[1] "Nun aber höre, Job, auf meine Rede! All meinen Worten leih' dein Ohr!
[2] Ich öffne nunmehr meinen Mund; nach Kräften redet meine Zunge.
[3] Geradem Sinn entstammen meine Worte; was meine Lippen wissen, sprechen sie auch lauter aus.
[4] Erschaffen hat mich Gottes Geist, und mich belebt der Odem des Allmächtigen.
[5] Kannst du's, so widerlege mich! Ja, rüste dich zum Kampfe gegen mich!
[6] Fürwahr, ich bin nach deiner Art, mit Gott verglichen; aus gleichem Ton wie du bin ich geschnitten.
[7] Nein, Furcht vor mir, die braucht dich nicht zu schrecken, und meine Wucht soll dich nicht niederdrücken.
[8] Allein vor meinen Ohren sagtest du; den Wortlaut hörte ich genau:
[9] 'Rein bin ich, ohne Missetat, und lauter bin ich, ohne Fehl.
[10] Wahrhaftig, er erfindet gegen mich nur Vorwände, erachtet mich für seinen Feind,
[11] und meine Füße legt er in den Block und gibt auf alle meine Wege acht.'
[12] Sieh, darin hast du unrecht und darin widerspreche ich dir auch; denn Gott ist größer als der Mensch.
[13] Warum hast du mit ihm gehadert, weil er auf alle deine Worte keine Antwort gibt?
[14] Denn Gott spricht auf die eine und die andere Weise; man faßt es nur nicht auf.

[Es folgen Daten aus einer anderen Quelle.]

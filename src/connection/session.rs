//! One live STOMP session: the handshake and the read/write loop.

use std::time::Duration;

use chrono::Utc;
use tokio::sync::mpsc;
use tokio::time::{Instant, interval_at};

use crate::error::ClientError;
use crate::events::{ClientEvent, EventDispatcher};
use crate::transport::frame::negotiate_heartbeat;
use crate::transport::{
    Command, Connector, Frame, SubscriptionRegistry, Transport, TransportVariant,
};

/// Placeholder period for a disabled ticker.
const IDLE_PERIOD: Duration = Duration::from_secs(3600);

/// Work queued for the session task.
#[derive(Debug)]
pub(super) enum Outbound {
    Frame(Frame),
    /// Send `DISCONNECT`, close the socket and stop without reporting.
    Disconnect,
}

/// How a session ended.
#[derive(Debug)]
pub(super) enum SessionEnd {
    Graceful,
    Failed(ClientError),
}

/// Opens a transport, performs the STOMP handshake and replays `replay`
/// (`(id, destination)` pairs) before returning.
///
/// Returns the transport and the negotiated outgoing heart-beat interval.
pub(super) async fn handshake(
    connector: &dyn Connector,
    variant: TransportVariant,
    token: &str,
    heartbeat_ms: (u64, u64),
    replay: &[(String, String)],
) -> Result<(Box<dyn Transport>, Option<Duration>), ClientError> {
    let mut transport = connector.open(variant).await?;
    match negotiate(transport.as_mut(), token, heartbeat_ms, replay).await {
        Ok(heartbeat) => Ok((transport, heartbeat)),
        Err(err) => {
            transport.close().await;
            Err(err)
        }
    }
}

async fn negotiate(
    transport: &mut dyn Transport,
    token: &str,
    heartbeat_ms: (u64, u64),
    replay: &[(String, String)],
) -> Result<Option<Duration>, ClientError> {
    transport.send(&Frame::connect(token, heartbeat_ms)).await?;
    let connected = loop {
        match transport.recv().await {
            Some(Ok(frame)) if frame.command == Command::Connected => break frame,
            Some(Ok(frame)) if frame.command == Command::Error => {
                return Err(ClientError::Protocol(error_message(&frame)));
            }
            Some(Ok(frame)) => {
                tracing::debug!(command = %frame.command, "ignoring frame before CONNECTED");
            }
            Some(Err(err)) => return Err(err),
            None => {
                return Err(ClientError::Transport(
                    "connection closed during handshake".to_string(),
                ));
            }
        }
    };
    for (id, destination) in replay {
        transport.send(&Frame::subscribe(id, destination)).await?;
        tracing::debug!(%destination, id, "subscription replayed");
    }
    Ok(negotiate_heartbeat(heartbeat_ms, connected.get("heart-beat")))
}

fn error_message(frame: &Frame) -> String {
    frame
        .get("message")
        .map(str::to_string)
        .filter(|m| !m.is_empty())
        .unwrap_or_else(|| frame.body.clone())
}

/// The per-connection task state.
pub(super) struct Session {
    pub(super) transport: Box<dyn Transport>,
    pub(super) outbound: mpsc::UnboundedReceiver<Outbound>,
    pub(super) registry: SubscriptionRegistry,
    pub(super) events: EventDispatcher,
    pub(super) health_interval: Duration,
    pub(super) stomp_heartbeat: Option<Duration>,
}

impl Session {
    /// Runs until the session fails or is closed.
    ///
    /// Queued outbound frames are always drained before the next inbound
    /// frame is dispatched, so subscriptions queued at connect time reach
    /// the broker first.
    pub(super) async fn run(mut self) -> SessionEnd {
        // A zero period disables the ticker; `interval_at` rejects zero.
        let checks = !self.health_interval.is_zero();
        let health_period = if checks { self.health_interval } else { IDLE_PERIOD };
        let mut health = interval_at(Instant::now() + health_period, health_period);
        let stomp_beat = self.stomp_heartbeat.filter(|p| !p.is_zero());
        let beats = stomp_beat.is_some();
        let beat_period = stomp_beat.unwrap_or(IDLE_PERIOD);
        let mut beat = interval_at(Instant::now() + beat_period, beat_period);

        loop {
            tokio::select! {
                biased;

                cmd = self.outbound.recv() => match cmd {
                    Some(Outbound::Frame(frame)) => {
                        if let Err(err) = self.transport.send(&frame).await {
                            return SessionEnd::Failed(err);
                        }
                    }
                    Some(Outbound::Disconnect) | None => {
                        if let Err(err) = self.transport.send(&Frame::disconnect()).await {
                            tracing::debug!(error = %err, "DISCONNECT not delivered");
                        }
                        self.transport.close().await;
                        return SessionEnd::Graceful;
                    }
                },

                inbound = self.transport.recv() => match inbound {
                    Some(Ok(frame)) => {
                        if let Err(err) = self.handle(frame) {
                            return SessionEnd::Failed(err);
                        }
                    }
                    Some(Err(err)) => return SessionEnd::Failed(err),
                    None => {
                        return SessionEnd::Failed(ClientError::Transport(
                            "connection closed by peer".to_string(),
                        ));
                    }
                },

                _ = health.tick(), if checks => {
                    if !self.transport.is_connected() {
                        return SessionEnd::Failed(ClientError::Transport(
                            "heartbeat check found transport closed".to_string(),
                        ));
                    }
                }

                _ = beat.tick(), if beats => {
                    if let Err(err) = self.transport.send_heartbeat().await {
                        return SessionEnd::Failed(err);
                    }
                }
            }
        }
    }

    fn handle(&self, frame: Frame) -> Result<(), ClientError> {
        match frame.command {
            Command::Message => {
                let Some(destination) = frame.get("destination") else {
                    tracing::warn!("MESSAGE frame without destination dropped");
                    return Ok(());
                };
                match self.registry.dispatch(destination, &frame.body) {
                    Some(payload) => {
                        self.events.emit(&ClientEvent::Message {
                            destination: destination.to_string(),
                            payload,
                            timestamp: Utc::now(),
                        });
                    }
                    None => tracing::debug!(destination, "message for unknown destination dropped"),
                }
                Ok(())
            }
            Command::Error => {
                let message = error_message(&frame);
                tracing::error!(%message, "broker sent ERROR frame");
                Err(ClientError::Protocol(message))
            }
            Command::Receipt | Command::Connected => Ok(()),
            other => {
                tracing::debug!(command = %other, "unexpected client frame from broker ignored");
                Ok(())
            }
        }
    }
}

impl std::fmt::Debug for Session {
    fn fmt(&self, f: &mut std::fmt::Formatter<'_>) -> std::fmt::Result {
        f.debug_struct("Session")
            .field("variant", &self.transport.variant())
            .field("health_interval", &self.health_interval)
            .field("stomp_heartbeat", &self.stomp_heartbeat)
            .finish_non_exhaustive()
    }
}

#[cfg(test)]
#[allow(clippy::panic)]
mod tests {
    use std::sync::Arc;
    use std::sync::atomic::{AtomicUsize, Ordering};

    use super::*;
    use crate::transport::testing::{Handshake, MockConnector};

    #[tokio::test]
    async fn handshake_sends_connect_then_replays_in_order() {
        let connector = MockConnector::new();
        let replay = vec![
            ("sub-0".to_string(), "/topic/conversations/A".to_string()),
            ("sub-1".to_string(), "/topic/conversations/B".to_string()),
        ];
        let result = handshake(
            connector.as_ref(),
            TransportVariant::SockJs,
            "tok",
            (10_000, 10_000),
            &replay,
        )
        .await;
        let Ok((_transport, heartbeat)) = result else {
            panic!("handshake failed");
        };
        assert_eq!(heartbeat, None);

        let Some(link) = connector.last_link() else {
            panic!("no transport opened");
        };
        let sent = link.sent();
        let Some(connect) = sent.first() else {
            panic!("nothing sent");
        };
        assert_eq!(connect.command, Command::Connect);
        assert_eq!(connect.get("Authorization"), Some("Bearer tok"));
        assert_eq!(
            link.subscribed(),
            vec!["/topic/conversations/A", "/topic/conversations/B"]
        );
    }

    #[tokio::test]
    async fn rejected_handshake_is_protocol_error_and_closes() {
        let connector = MockConnector::new();
        connector.set_handshake(Handshake::Reject);
        let result = handshake(
            connector.as_ref(),
            TransportVariant::RawWebSocket,
            "tok",
            (0, 0),
            &[],
        )
        .await;
        let Err(ClientError::Protocol(message)) = result else {
            panic!("expected protocol error");
        };
        assert_eq!(message, "bad credentials");
        let Some(link) = connector.last_link() else {
            panic!("no transport opened");
        };
        assert!(!link.is_alive());
    }

    #[tokio::test]
    async fn session_dispatches_and_reports_peer_close() {
        let connector = MockConnector::new();
        let Ok((transport, _)) =
            handshake(connector.as_ref(), TransportVariant::SockJs, "t", (0, 0), &[]).await
        else {
            panic!("handshake failed");
        };
        let Some(link) = connector.last_link() else {
            panic!("no transport opened");
        };

        let registry = SubscriptionRegistry::new();
        let delivered = Arc::new(AtomicUsize::new(0));
        let counter = Arc::clone(&delivered);
        registry.insert(
            "/topic/conversations/1",
            Arc::new(move |_| {
                counter.fetch_add(1, Ordering::SeqCst);
            }),
        );
        let events = EventDispatcher::new();
        let messages = Arc::new(AtomicUsize::new(0));
        let seen = Arc::clone(&messages);
        let _handle = events.on_message(move |_| {
            seen.fetch_add(1, Ordering::SeqCst);
            Ok(())
        });

        let (_tx, rx) = mpsc::unbounded_channel();
        let session = Session {
            transport,
            outbound: rx,
            registry,
            events,
            health_interval: Duration::from_secs(30),
            stomp_heartbeat: None,
        };
        link.deliver("/topic/conversations/1", "{\"id\":1}");
        link.deliver("/topic/conversations/2", "{\"id\":2}");
        link.close();

        let end = session.run().await;
        assert!(matches!(end, SessionEnd::Failed(ClientError::Transport(_))));
        assert_eq!(delivered.load(Ordering::SeqCst), 1);
        assert_eq!(messages.load(Ordering::SeqCst), 1);
    }

    #[tokio::test(start_paused = true)]
    async fn health_check_detects_silent_death() {
        let connector = MockConnector::new();
        let Ok((transport, _)) =
            handshake(connector.as_ref(), TransportVariant::SockJs, "t", (0, 0), &[]).await
        else {
            panic!("handshake failed");
        };
        let Some(link) = connector.last_link() else {
            panic!("no transport opened");
        };
        let (_tx, rx) = mpsc::unbounded_channel();
        let session = Session {
            transport,
            outbound: rx,
            registry: SubscriptionRegistry::new(),
            events: EventDispatcher::new(),
            health_interval: Duration::from_secs(30),
            stomp_heartbeat: None,
        };
        link.kill_silently();
        let end = session.run().await;
        assert!(matches!(end, SessionEnd::Failed(ClientError::Transport(_))));
    }

    #[tokio::test(start_paused = true)]
    async fn zero_health_interval_disables_the_check() {
        let connector = MockConnector::new();
        let Ok((transport, _)) =
            handshake(connector.as_ref(), TransportVariant::SockJs, "t", (0, 0), &[]).await
        else {
            panic!("handshake failed");
        };
        let Some(link) = connector.last_link() else {
            panic!("no transport opened");
        };
        let (_tx, rx) = mpsc::unbounded_channel();
        let session = Session {
            transport,
            outbound: rx,
            registry: SubscriptionRegistry::new(),
            events: EventDispatcher::new(),
            health_interval: Duration::ZERO,
            stomp_heartbeat: Some(Duration::ZERO),
        };
        link.close();
        let end = session.run().await;
        assert!(matches!(end, SessionEnd::Failed(ClientError::Transport(_))));
    }

    #[tokio::test]
    async fn disconnect_command_closes_gracefully() {
        let connector = MockConnector::new();
        let Ok((transport, _)) =
            handshake(connector.as_ref(), TransportVariant::SockJs, "t", (0, 0), &[]).await
        else {
            panic!("handshake failed");
        };
        let Some(link) = connector.last_link() else {
            panic!("no transport opened");
        };
        let (tx, rx) = mpsc::unbounded_channel();
        let session = Session {
            transport,
            outbound: rx,
            registry: SubscriptionRegistry::new(),
            events: EventDispatcher::new(),
            health_interval: Duration::from_secs(30),
            stomp_heartbeat: None,
        };
        let _ = tx.send(Outbound::Disconnect);
        assert!(matches!(session.run().await, SessionEnd::Graceful));
        assert_eq!(link.sent_commands().last(), Some(&Command::Disconnect));
        assert!(!link.is_alive());
    }
}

[15] Im Traume und im Nachtgesichte, wenn Tiefschlaf auf die Menschen fällt im Schlummer auf der Lagerstätte,
[16] dann öffnet er der Menschen Ohr und gibt so ihnen Zeichen,
[17] um von der Tat den Menschen abzubringen und vor dem Übermut den Mann zu schützen,
[18] auf daß er seine Seele vor der Finsternis bewahre, sein Leben vor dem Gang zur Unterwelt.
[19] Hernach wird er gezüchtiget durch Schmerz auf seinem Lager; in seinen Gliedern wütet immerfort ein Krampf.
[20] Sein Lebenstrieb macht ihm das Brot zum Ekel und seine Seele seine Lieblingsspeise.
[21] Sein Fleisch vergeht; man kann es nimmer sehen. Sein dürr Gebein wird unscheinbar,
[22] so daß dem Grab sich seine Seele nähert, den Würgern schon sein Leben.
[23] Wenn dann ein Fürsprechbote zu ihm tritt, so einer aus dem Freundeskreise, um einem das, was recht, zu melden,
[24] und, seiner sich erbarmend, spricht: 'Erlöse ihn! Laß ihn doch nicht zur Grube fahren! Ich habe Dank empfangen',
[25] dann strotzt sein Leib von Jugendfrische wieder und wird wie einst in seiner Jugendzeit.
[26] Er fleht zu Gott, und der erweist ihm Gnade und läßt sein Angesicht ihn unter Jauchzen schauen und gibt zurück dem Armen sein Verdienst.
[27] Er singt den Leuten vor und spricht: 'Ich hatte schwer gesündigt, das Recht verkehrt; doch ward's mir nicht vergolten.
[28] Erlöst hat er jetzt meine Seele, auf daß sie nicht zur Grube fahre. Mein Leben freut sich noch am Tageslicht.'
[29] Sieh, Gott tut dieses alles zwei-, dreimal mit einem Manne,
[30] um seine Seele so der Grube zu entreißen, daß er des Lichtes der Lebendigen sich freue.
[31] Merk auf, Job! Hör mir zu! So schweige! Laß mich reden!
[32] Hast du dann Gründe noch, so widerlege mich! Dann sprich! Ich gebe gern dir recht.
[33] Wo nicht, so hör mir zu und schweige, damit ich dich jetzt Weisheit lehre!"